What the task asks:
Spot each line in the records below where the word "that" occurs, then copy it.

Available data below:

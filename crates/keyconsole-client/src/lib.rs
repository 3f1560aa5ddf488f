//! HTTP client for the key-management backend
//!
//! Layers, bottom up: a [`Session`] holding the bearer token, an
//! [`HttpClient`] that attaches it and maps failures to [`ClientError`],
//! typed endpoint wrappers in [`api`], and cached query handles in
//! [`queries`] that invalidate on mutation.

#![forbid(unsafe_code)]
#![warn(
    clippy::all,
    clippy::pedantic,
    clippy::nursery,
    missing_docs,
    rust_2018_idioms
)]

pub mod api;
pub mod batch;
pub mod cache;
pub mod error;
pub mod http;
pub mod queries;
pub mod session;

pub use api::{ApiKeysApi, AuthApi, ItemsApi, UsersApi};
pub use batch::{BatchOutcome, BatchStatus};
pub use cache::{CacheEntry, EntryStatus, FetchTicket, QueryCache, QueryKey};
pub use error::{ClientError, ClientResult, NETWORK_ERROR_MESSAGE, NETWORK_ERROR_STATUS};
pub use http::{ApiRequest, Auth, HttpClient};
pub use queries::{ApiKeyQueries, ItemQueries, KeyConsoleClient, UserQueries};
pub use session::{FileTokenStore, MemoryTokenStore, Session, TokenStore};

End of Available data.

Response area:
//! [`HttpClient`] that attaches it and maps failures to [`ClientError`],
//! [`queries`] that invalidate on mutation.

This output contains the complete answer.